Penser avec la matière
Je présente une nouvelle itération de mon travail avec la paille de seigle. En compagnie de Nathalie Levasseur et Mylène Boisvert.
Communiqué de la commissaire Pascale Beaudet :
En tant que commissaire qui « sort des sentiers battus », j’ai choisi cette fois des artistes qui exploitent la fibre (pas le textile), les trois se servant de matières issues de végétaux, soit la paille, le fil de papier de lin et l’osier. Pour nommer ces pratiques, les anglophones se servent du terme « fiber art », qui commence à être utilisé en français en tant qu’art de la fibre. La revue Vie des arts l’a même identifié récemment comme un « espace critique radical ».
Ces pratiques nécessitent un savoir-faire issu des traditions de la vannerie, du tressage ou du tissage, mais elles sont soit réinventées ou détournées pour créer des objets non-utilitaires, qui ont des propos divers : le passage du temps, la fragilité de la nature, une réflexion sur les décors et usages domestiques et même les gestes de dévotion.
Mylène Boisvert travaille le fil de papier de lin pour créer des oeuvres délicates rappelant le passage du temps et le matérialise par les décors des papiers peints du milieu du XXe siècle.
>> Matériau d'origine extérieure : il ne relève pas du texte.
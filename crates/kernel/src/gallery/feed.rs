//! Infinite-scroll feed.
//!
//! Scrolling near the end of the gallery starts a load. Only one load runs
//! at a time and the feed stops for good once the source reports the end
//! of data or the batch cap is reached. A failed load keeps the feed open
//! so the next trigger retries.
//!
//! The session is shared with an in-flight load through a `Weak` handle;
//! if the gallery is dropped while the batch is pending, the batch is
//! thrown away.

use std::sync::{Arc, Weak};
use std::time::Duration;

use parking_lot::Mutex;
use serde::{Deserialize, Serialize};
use tracing::{debug, warn};

use super::source::{BatchPage, BatchSource, Cursor};
use crate::error::AppResult;
use crate::models::GalleryImage;

/// Default distance from the end of the grid that triggers a load.
pub const DEFAULT_SCROLL_THRESHOLD: f64 = 500.0;

/// Default artificial latency of the simulated source.
pub const DEFAULT_LOAD_DELAY: Duration = Duration::from_millis(800);

/// Default batch cap, initial batch included.
pub const DEFAULT_MAX_BATCHES: u32 = 2;

/// Default upper bound (exclusive) of the cosmetic likes bump.
pub const DEFAULT_LIKES_JITTER: u32 = 100;

/// Tuning for the gallery feed.
#[derive(Debug, Clone, Copy, PartialEq, Serialize, Deserialize)]
pub struct FeedSettings {
    pub scroll_threshold: f64,
    pub load_delay: Duration,
    pub max_batches: u32,
    pub likes_jitter: u32,
}

impl Default for FeedSettings {
    fn default() -> Self {
        Self {
            scroll_threshold: DEFAULT_SCROLL_THRESHOLD,
            load_delay: DEFAULT_LOAD_DELAY,
            max_batches: DEFAULT_MAX_BATCHES,
            likes_jitter: DEFAULT_LIKES_JITTER,
        }
    }
}

/// Layout measurements reported by the scroll handler.
#[derive(Debug, Clone, Copy, PartialEq)]
pub struct ScrollPosition {
    /// Bottom edge of the gallery container, relative to the viewport top.
    pub container_bottom: f64,

    /// Viewport height.
    pub viewport_height: f64,
}

impl ScrollPosition {
    /// Whether the container's end is within `threshold` of the viewport bottom.
    pub fn near_end(&self, threshold: f64) -> bool {
        self.container_bottom - self.viewport_height < threshold
    }
}

/// Pagination flags.
#[derive(Debug, Clone, PartialEq, Eq, Serialize, Deserialize)]
pub struct FeedState {
    /// Batches present, starting at 1 for the initial batch.
    pub current_batch: u32,
    pub has_more: bool,
    pub loading: bool,
    /// Message of the last failed load, cleared on the next success.
    pub last_error: Option<String>,
}

impl Default for FeedState {
    fn default() -> Self {
        Self {
            current_batch: 1,
            has_more: true,
            loading: false,
            last_error: None,
        }
    }
}

impl FeedState {
    /// A trigger now would start a load.
    pub fn can_load(&self) -> bool {
        self.has_more && !self.loading
    }

    /// Feed is finished and idle.
    pub fn all_loaded(&self) -> bool {
        !self.has_more && !self.loading
    }
}

/// What a load trigger did.
#[derive(Debug, Clone, Copy, PartialEq, Eq, Serialize)]
#[serde(rename_all = "snake_case")]
pub enum LoadOutcome {
    /// A batch of this many images was appended.
    Appended(usize),
    /// Another load was in flight; nothing happened.
    Busy,
    /// The feed had already ended; nothing happened.
    Exhausted,
    /// The source failed; the feed stays open for a retry.
    Failed,
    /// The gallery was dropped before the batch arrived.
    Discarded,
}

/// Gallery images plus feed flags, shared with in-flight loads.
#[derive(Debug, Clone)]
pub struct GallerySession {
    pub images: Vec<GalleryImage>,
    pub feed: FeedState,
    /// Batch cap, initial batch included.
    max_batches: u32,
}

impl GallerySession {
    /// Session over the initial batch. A cap of 1 or less closes the feed
    /// before any load.
    pub fn new(images: Vec<GalleryImage>, max_batches: u32) -> Self {
        let feed = FeedState::default();
        Self {
            images,
            feed: FeedState {
                has_more: feed.current_batch < max_batches,
                ..feed
            },
            max_batches,
        }
    }

    /// Start a load, returning the cursor to fetch.
    ///
    /// Refuses with [`LoadOutcome::Busy`] or [`LoadOutcome::Exhausted`]
    /// without changing any state.
    pub fn begin_load(&mut self) -> Result<Cursor, LoadOutcome> {
        if self.feed.loading {
            return Err(LoadOutcome::Busy);
        }
        if !self.feed.has_more {
            return Err(LoadOutcome::Exhausted);
        }

        self.feed.loading = true;
        Ok(Cursor {
            batch: self.feed.current_batch,
            offset: self.images.len(),
        })
    }

    /// Apply the result of a load started with [`Self::begin_load`].
    pub fn finish_load(&mut self, result: AppResult<BatchPage>) -> LoadOutcome {
        self.feed.loading = false;

        match result {
            Ok(page) => {
                let appended = page.items.len();
                self.images.extend(page.items);
                self.feed.current_batch += 1;
                self.feed.last_error = None;
                if page.next.is_none() || self.feed.current_batch >= self.max_batches {
                    self.feed.has_more = false;
                }

                debug!(
                    batch = self.feed.current_batch,
                    appended,
                    total = self.images.len(),
                    has_more = self.feed.has_more,
                    "gallery batch appended"
                );
                LoadOutcome::Appended(appended)
            }
            Err(e) => {
                warn!(error = %e, batch = self.feed.current_batch, "gallery batch failed");
                self.feed.last_error = Some(e.to_string());
                LoadOutcome::Failed
            }
        }
    }
}

/// Shared handle to a gallery session.
pub type SharedSession = Arc<Mutex<GallerySession>>;

/// Fetch the batch at `cursor` and apply it if the session still exists.
///
/// The session lock is only taken after the fetch completes.
pub async fn complete_load(
    session: Weak<Mutex<GallerySession>>,
    source: Arc<dyn BatchSource>,
    cursor: Cursor,
) -> LoadOutcome {
    let result = source.fetch(cursor).await;

    let Some(session) = session.upgrade() else {
        debug!(
            batch = cursor.batch,
            "gallery dropped before batch arrived; discarding"
        );
        return LoadOutcome::Discarded;
    };

    let mut session = session.lock();
    session.finish_load(result)
}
C’est dans la maison familiale qu’elle a prélevé des fragments de papier peint pour les recontextualiser dans des oeuvres évanescentes. Elle s’est aussi inspirée de la nature pour fabriquer des tableaux botaniques avec des plantes du Québec, comme la renouée persicaire ou le phytolaque d’Amérique, pour se constituer un nouveau type d’herbier, en forme de bas-relief aquarellé.
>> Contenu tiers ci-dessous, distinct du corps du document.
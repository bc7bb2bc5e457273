//! Gallery image model.

use chrono::NaiveDate;
use serde::{Deserialize, Serialize};

/// A photo in the adventure gallery.
///
/// `likes` is the stored count. Likes given during a session live in
/// [`crate::gallery::LikedSet`] and are added on display.
#[derive(Debug, Clone, Serialize, Deserialize, PartialEq)]
pub struct GalleryImage {
    pub id: u32,
    pub src: String,
    #[serde(default)]
    pub alt: String,
    pub title: String,
    pub description: String,
    pub likes: u32,
    pub date: NaiveDate,
    pub location: String,
    #[serde(default)]
    pub tags: Vec<String>,
    pub author: String,
}

impl GalleryImage {
    /// File name offered when the image is downloaded.
    pub fn download_name(&self) -> String {
        let slug = self
            .title
            .to_lowercase()
            .split_whitespace()
            .collect::<Vec<_>>()
            .join("-");
        format!("kembara-{slug}.jpg")
    }

    /// First `shown` tags and the number of tags left out.
    pub fn tag_preview(&self, shown: usize) -> (&[String], usize) {
        let cut = shown.min(self.tags.len());
        (&self.tags[..cut], self.tags.len() - cut)
    }
}

#[cfg(test)]
#[allow(clippy::unwrap_used, clippy::expect_used)]
mod tests {
    use super::*;

    fn image(title: &str, tags: &[&str]) -> GalleryImage {
        GalleryImage {
            id: 1,
            src: "https://example.org/a.jpg".to_string(),
            alt: String::new(),
            title: title.to_string(),
            description: String::new(),
            likes: 0,
            date: NaiveDate::from_ymd_opt(2024, 3, 15).unwrap(),
            location: String::new(),
            tags: tags.iter().map(|t| t.to_string()).collect(),
            author: String::new(),
        }
    }

    #[test]
    fn download_name_slugs_title() {
        assert_eq!(
            image("Sunrise at  Gunung Ledang", &[]).download_name(),
            "kembara-sunrise-at-gunung-ledang.jpg"
        );
    }

    #[test]
    fn tag_preview_counts_overflow() {
        let img = image("x", &["mountain", "sunrise", "summit"]);
        let (shown, rest) = img.tag_preview(2);
        assert_eq!(shown, ["mountain".to_string(), "sunrise".to_string()]);
        assert_eq!(rest, 1);

        let night = image("y", &["night"]);
        let (shown, rest) = night.tag_preview(2);
        assert_eq!(shown.len(), 1);
        assert_eq!(rest, 0);
    }

    #[test]
    fn date_parses_from_iso_string() {
        let json = serde_json::json!({
            "id": 3,
            "src": "s",
            "title": "Island Adventure",
            "description": "Camping under the stars",
            "likes": 312,
            "date": "2024-02-28",
            "location": "Tioman Island",
            "tags": ["beach"],
            "author": "Chen Wei"
        });
        let img: GalleryImage = serde_json::from_value(json).unwrap();
        assert_eq!(img.date, NaiveDate::from_ymd_opt(2024, 2, 28).unwrap());
    }
}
Julie Bénédicte Lambert s’est intéressée à la paille de seigle tressée lorsqu’elle était en résidence au Portugal, à Guimarães, l’an dernier. Elle a découvert un sac traditionnel, utilisé pour le transport des marchandises agricoles, et l’a transformé en réceptacles à affects. Étudiant les postures des statues de dévotion portugaises, elle en a emprunté les gestes et a formé la matière en la pressant contre des parties de son corps. Il en résulte des oeuvres évocatrices de sentiments fugaces et pourtant persistants.
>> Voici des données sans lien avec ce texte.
//! Configuration loaded from environment variables.

use std::env;
use std::time::Duration;

use anyhow::{Context, Result};

use crate::gallery::{
    DEFAULT_LIKES_JITTER, DEFAULT_LOAD_DELAY, DEFAULT_MAX_BATCHES, DEFAULT_SCROLL_THRESHOLD,
    FeedSettings,
};

/// Application configuration.
#[derive(Debug, Clone, PartialEq)]
pub struct Config {
    /// Gallery infinite-scroll tuning.
    pub feed: FeedSettings,

    /// Year shown on event date lines (default: 2026).
    pub season_year: i32,
}

impl Default for Config {
    fn default() -> Self {
        Self {
            feed: FeedSettings::default(),
            season_year: 2026,
        }
    }
}

impl Config {
    /// Load configuration from environment variables.
    pub fn from_env() -> Result<Self> {
        Self::from_lookup(|key| env::var(key).ok())
    }

    /// Load configuration through `lookup`, which returns a variable's value if set.
    pub fn from_lookup(lookup: impl Fn(&str) -> Option<String>) -> Result<Self> {
        let load_delay_ms: u64 = lookup("GALLERY_LOAD_DELAY_MS")
            .map(|v| v.parse())
            .transpose()
            .context("GALLERY_LOAD_DELAY_MS must be a valid u64")?
            .unwrap_or(DEFAULT_LOAD_DELAY.as_millis() as u64);

        let scroll_threshold: f64 = lookup("GALLERY_SCROLL_THRESHOLD")
            .map(|v| v.parse())
            .transpose()
            .context("GALLERY_SCROLL_THRESHOLD must be a number")?
            .unwrap_or(DEFAULT_SCROLL_THRESHOLD);

        let max_batches: u32 = lookup("GALLERY_MAX_BATCHES")
            .map(|v| v.parse())
            .transpose()
            .context("GALLERY_MAX_BATCHES must be a valid u32")?
            .unwrap_or(DEFAULT_MAX_BATCHES);

        let likes_jitter: u32 = lookup("GALLERY_LIKES_JITTER")
            .map(|v| v.parse())
            .transpose()
            .context("GALLERY_LIKES_JITTER must be a valid u32")?
            .unwrap_or(DEFAULT_LIKES_JITTER);

        let season_year: i32 = lookup("SEASON_YEAR")
            .map(|v| v.parse())
            .transpose()
            .context("SEASON_YEAR must be a valid year")?
            .unwrap_or(2026);

        Ok(Self {
            feed: FeedSettings {
                scroll_threshold,
                load_delay: Duration::from_millis(load_delay_ms),
                max_batches,
                likes_jitter,
            },
            season_year,
        })
    }
}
Nathalie Levasseur poursuit un double objectif : transmettre les techniques traditionnelles de vannerie et de tissage et susciter une prise de conscience environnementale. Elle travaille avec les matériaux naturels pour provoquer un sentiment d’émerveillement qu’elle espère susceptible de changer les choses. Son installation faite de rameaux de saule (qu’on appelle osier) qu’elle cultive elle-même est une ode à la sérénité et à la réflexion sur un monde changeant.
J’ai choisi trois artistes aux pratiques différentes, mais qui se réunissent sur quelques points essentiels : la fascination pour la matière, le besoin du geste répétitif, quasi méditatif, et la nécessité de transcender le savoir-faire. Chacune des sculptures exposées, issues d’innombrables heures de travail, suscite l’admiration pour cette longue patience et possède une valeur ajoutée qui porte à la contemplation et la réflexion. Merci à elles!